■ About this task ■
From the line containing "pub const IDEAL_TIMEOUT: Duration" through the final line of the records, reproduce every line exactly.

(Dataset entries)
—————

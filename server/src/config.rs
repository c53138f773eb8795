//! Tuning knobs for the room engine and the content generator.

use std::time::Duration;

// ==== knobs ====
pub const ROOM_CAPACITY: usize = 8; // maximum players per room
pub const FIRST_ROUND_DELAY: Duration = Duration::from_millis(3_000);
pub const INTER_ROUND_DELAY: Duration = Duration::from_millis(5_000);

/// Per-round countdown schedule; the taper raises time pressure as the
/// game progresses. Its length is the number of rounds in a game.
pub const ROUND_DURATIONS_MS: &[u64] = &[30_000, 25_000, 20_000, 15_000];

/// Dead border (screen units) excluded from the playable area when a
/// position is normalized against a client's viewport.
pub const VIEW_MARGIN: f64 = 40.0;

pub const RESPONSE_MAX_CHARS: usize = 200;

// Scoring constants, preserved as tuned.
pub const GAUGE_AXIS_THRESHOLD: f64 = 0.3;
pub const GAUGE_DELTA_REPUTATION: f64 = 5.0;
pub const GAUGE_DELTA_COHESION: f64 = 5.0;
pub const GAUGE_DELTA_VOLATILITY: f64 = 5.0;

// Content generator timeouts.
pub const SCENARIO_TIMEOUT: Duration = Duration::from_secs(15);
pub const AXES_TIMEOUT: Duration = Duration::from_secs(15);
pub const IDEAL_TIMEOUT: Duration = Duration::from_secs(15);
pub const FEEDBACK_TIMEOUT: Duration = Duration::from_secs(10);

pub const TEXT_API_BASE_DEFAULT: &str = "https://api.openai.com/v1";
pub const TEXT_MODEL_DEFAULT: &str = "gpt-4o-mini";
pub const TEXT_API_KEY_ENV: &str = "CONCORD_TEXT_API_KEY";

pub fn total_rounds() -> usize {
    ROUND_DURATIONS_MS.len()
}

—————

■ Output below ■
pub const IDEAL_TIMEOUT: Duration = Duration::from_secs(15);
pub const FEEDBACK_TIMEOUT: Duration = Duration::from_secs(10);

pub const TEXT_API_BASE_DEFAULT: &str = "https://api.openai.com/v1";
pub const TEXT_MODEL_DEFAULT: &str = "gpt-4o-mini";
pub const TEXT_API_KEY_ENV: &str = "CONCORD_TEXT_API_KEY";

pub fn total_rounds() -> usize {
    ROUND_DURATIONS_MS.len()
}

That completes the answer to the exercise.